与替代治疗组相比,在治疗结束时,健智游戏对整体身体功能(SMD 0.14,95%置信区间 0.30 至 0.58;2 项研究,85 名参与者)或整体认知功能(SMD 0.11,95%置信区间 0.33 至 0.55;2 项研究,85 名参与者)的影响的证据非常不确定。对于 ADL,只有一项研究(n = 67)可用,提供了健智游戏与运动相比在 ADL 方面无差异或差异很小的低确定性证据。与替代治疗相比,健智游戏的不良影响的证据非常不确定(RR 7.50,95%置信区间 0.41 至 136.52;2 项研究,2/85 名参与者)。

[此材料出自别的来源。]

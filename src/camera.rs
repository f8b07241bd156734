//! Free-fly camera with damped linear and angular velocity.

use std::collections::HashSet;
use std::time::Instant;

use crate::math::{Transform, Vector3};

/// Logical camera inputs. The host maps its own key codes onto these.
#[derive(Clone, Copy, Debug, PartialEq, Eq, Hash)]
pub enum CameraKey {
    Forward,
    Back,
    Left,
    Right,
    YawLeft,
    YawRight,
    PitchUp,
    PitchDown,
    /// Multiplies acceleration and top speed by `fast_factor`
    Fast,
    /// Multiplies acceleration and top speed by `precise_factor`
    Precise,
    Reset,
}

/// Tuning constants for [`CameraController`]
#[derive(Clone, Copy, Debug, PartialEq)]
pub struct CameraSettings {
    pub initial_position: Vector3,
    pub acceleration: f32,
    pub max_velocity: f32,
    pub fast_factor: f32,
    pub precise_factor: f32,
    /// Fraction of velocity lost per second, in `(0, 1)`
    pub drag: f32,
    /// Degrees per second squared
    pub angular_acceleration: f32,
    /// Degrees per second
    pub max_angular_velocity: f32,
    pub angular_drag: f32,
    /// Pitch is clamped to `±pitch_limit` degrees
    pub pitch_limit: f32,
    /// Longest time step integrated in one tick, in seconds
    pub max_delta: f32,
}

impl Default for CameraSettings {
    fn default() -> Self {
        CameraSettings {
            initial_position: Vector3::new(0.0, 0.0, 30.0),
            acceleration: 1000.0,
            max_velocity: 300.0,
            fast_factor: 7.5,
            precise_factor: 0.15,
            drag: 0.97,
            angular_acceleration: 700.0,
            max_angular_velocity: 90.0,
            angular_drag: 0.98,
            pitch_limit: 85.0,
            max_delta: 0.1,
        }
    }
}

/// Turns held keys into a camera pose and a view transform once per tick
pub struct CameraController {
    settings: CameraSettings,
    keys: HashSet<CameraKey>,
    focused: bool,
    last_tick: Instant,

    position: Vector3,
    /// Camera-local velocity, rotated into world space when integrating
    velocity: Vector3,
    yaw: f32,
    yaw_velocity: f32,
    pitch: f32,
    pitch_velocity: f32,

    view: Transform,
}

impl CameraController {
    pub fn new(settings: CameraSettings) -> Self {
        let mut camera = CameraController {
            settings,
            keys: HashSet::new(),
            focused: true,
            last_tick: Instant::now(),
            position: settings.initial_position,
            velocity: Vector3::ZERO,
            yaw: 0.0,
            yaw_velocity: 0.0,
            pitch: 0.0,
            pitch_velocity: 0.0,
            view: Transform::identity(),
        };
        camera.reset();
        camera
    }

    /// Restores the default pose and stops all motion
    pub fn reset(&mut self) {
        self.position = self.settings.initial_position;
        self.velocity = Vector3::ZERO;
        self.yaw = 0.0;
        self.yaw_velocity = 0.0;
        self.pitch = 0.0;
        self.pitch_velocity = 0.0;
        self.view = self.build_view();
    }

    pub fn key_down(&mut self, key: CameraKey) {
        self.keys.insert(key);
    }

    pub fn key_up(&mut self, key: CameraKey) {
        self.keys.remove(&key);
    }

    pub fn is_held(&self, key: CameraKey) -> bool {
        self.keys.contains(&key)
    }

    /// Whether the render surface currently owns keyboard input
    pub fn set_focused(&mut self, focused: bool) {
        if focused != self.focused {
            log::debug!("camera focus {}", if focused { "gained" } else { "lost" });
        }
        self.focused = focused;
    }

    pub fn is_focused(&self) -> bool {
        self.focused
    }

    pub fn position(&self) -> Vector3 {
        self.position
    }

    pub fn velocity(&self) -> Vector3 {
        self.velocity
    }

    pub fn yaw(&self) -> f32 {
        self.yaw
    }

    pub fn pitch(&self) -> f32 {
        self.pitch
    }

    /// `(yaw, pitch)` angular velocity in degrees per second
    pub fn angular_velocity(&self) -> (f32, f32) {
        (self.yaw_velocity, self.pitch_velocity)
    }

    pub fn view_transform(&self) -> Transform {
        self.view
    }

    /// Advances by the wall-clock time since the previous tick and returns the new view
    pub fn tick(&mut self) -> Transform {
        let now = Instant::now();
        let delta = now.duration_since(self.last_tick).as_secs_f32();
        self.last_tick = now;
        self.step(delta)
    }

    /// Advances the camera by `delta` seconds (clamped to `max_delta`)
    pub fn step(&mut self, delta: f32) -> Transform {
        let dt = delta.clamp(0.0, self.settings.max_delta);

        if !self.focused {
            self.keys.clear();
        }

        self.apply_inputs(dt);
        self.apply_limits_and_drag(dt);
        self.integrate(dt);

        self.view = self.build_view();
        self.view
    }

    /// Acceleration or top speed scaled by the held modifier keys
    fn modified(&self, base: f32) -> f32 {
        let mut value = base;
        if self.is_held(CameraKey::Fast) {
            value *= self.settings.fast_factor;
        }
        if self.is_held(CameraKey::Precise) {
            value *= self.settings.precise_factor;
        }
        value
    }

    fn apply_inputs(&mut self, dt: f32) {
        let accel = self.modified(self.settings.acceleration) * dt;
        let turn = self.settings.angular_acceleration * dt;

        let thrusts = [
            (CameraKey::Forward, Vector3::new(0.0, 0.0, -accel)),
            (CameraKey::Back, Vector3::new(0.0, 0.0, accel)),
            (CameraKey::Left, Vector3::new(-accel, 0.0, 0.0)),
            (CameraKey::Right, Vector3::new(accel, 0.0, 0.0)),
        ];
        for (key, thrust) in thrusts {
            if self.is_held(key) {
                self.velocity = self.velocity + thrust;
            }
        }

        if self.is_held(CameraKey::YawLeft) {
            self.yaw_velocity -= turn;
        }
        if self.is_held(CameraKey::YawRight) {
            self.yaw_velocity += turn;
        }
        if self.is_held(CameraKey::PitchUp) {
            self.pitch_velocity -= turn;
        }
        if self.is_held(CameraKey::PitchDown) {
            self.pitch_velocity += turn;
        }

        if self.is_held(CameraKey::Reset) {
            self.reset();
        }
    }

    fn apply_limits_and_drag(&mut self, dt: f32) {
        let max_velocity = self.modified(self.settings.max_velocity);
        let max_turn = self.settings.max_angular_velocity;

        self.velocity = self.velocity.clamp_magnitude(max_velocity);
        self.yaw_velocity = self.yaw_velocity.clamp(-max_turn, max_turn);
        self.pitch_velocity = self.pitch_velocity.clamp(-max_turn, max_turn);

        self.velocity = self.velocity * (1.0 - self.settings.drag).powf(dt);
        let angular_decay = (1.0 - self.settings.angular_drag).powf(dt);
        self.yaw_velocity *= angular_decay;
        self.pitch_velocity *= angular_decay;
    }

    fn integrate(&mut self, dt: f32) {
        let orientation = Transform::rotation_x(self.pitch) * Transform::rotation_y(self.yaw);
        let world_velocity = orientation * self.velocity;
        self.position = self.position + world_velocity * dt;

        let limit = self.settings.pitch_limit;
        self.yaw += self.yaw_velocity * dt;
        self.pitch = (self.pitch + self.pitch_velocity * dt).clamp(-limit, limit);
    }

    fn build_view(&self) -> Transform {
        Transform::translation(-self.position)
            * Transform::rotation_y(-self.yaw)
            * Transform::rotation_x(-self.pitch)
    }
}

健智游戏对轻度认知障碍(MCI)患者的影响:与对照组相比,健智游戏可能会改善 MCI 患者治疗结束时的整体认知功能,但证据非常不确定(SMD 0.79,95%置信区间 0.05 至 1.53;2 项研究,34 名参与者)。治疗结束时,健智游戏对整体身体功能(SMD 0.27,95%置信区间 0.41 至 0.94;2 项研究,34 名参与者)和 ADL(SMD 0.51,95%置信区间 0.01 至 1.03;2 项研究,60 名参与者)的影响的证据也非常不确定。由于样本量小且无事件发生,对健智游戏不良影响的证据非常不确定(0/14 名参与者)。该发现基于一项研究。

与替代治疗组相比,治疗结束时整体身体功能的证据非常不确定。只有一项研究(n = 45)纳入了该组。对于整体认知功能,我们纳入了四项研究(n = 235 名参与者),但由于存在很大的异质性(I² = 96%),我们无法合并结果。健智游戏对整体认知功能的影响的证据也非常不确定。没有研究评估 ADL 结局。由于样本量小且无事件发生,对健智游戏不良影响的证据非常不确定(n = 123 名参与者)。该发现基于一项研究。

作者结论:总体而言,健智游戏对痴呆症和 MCI 患者的整体身体和认知功能以及日常生活活动的影响的证据非常不确定。健智游戏可能会改善痴呆症和 MCI 患者治疗结束时的整体认知功能,但证据非常不确定。这种益处仅在健智游戏与对照干预(例如,常规护理、听音乐、健康教育)相比时观察到,而与具有特定效果的替代治疗(例如,站立和坐姿运动或骑自行车)相比时则没有观察到。健智游戏对不良影响的证据非常不确定。所有的治疗都在受控和监督的环境中进行。因此,我们不知道健智游戏是否可以在无人监督的家庭环境中安全使用。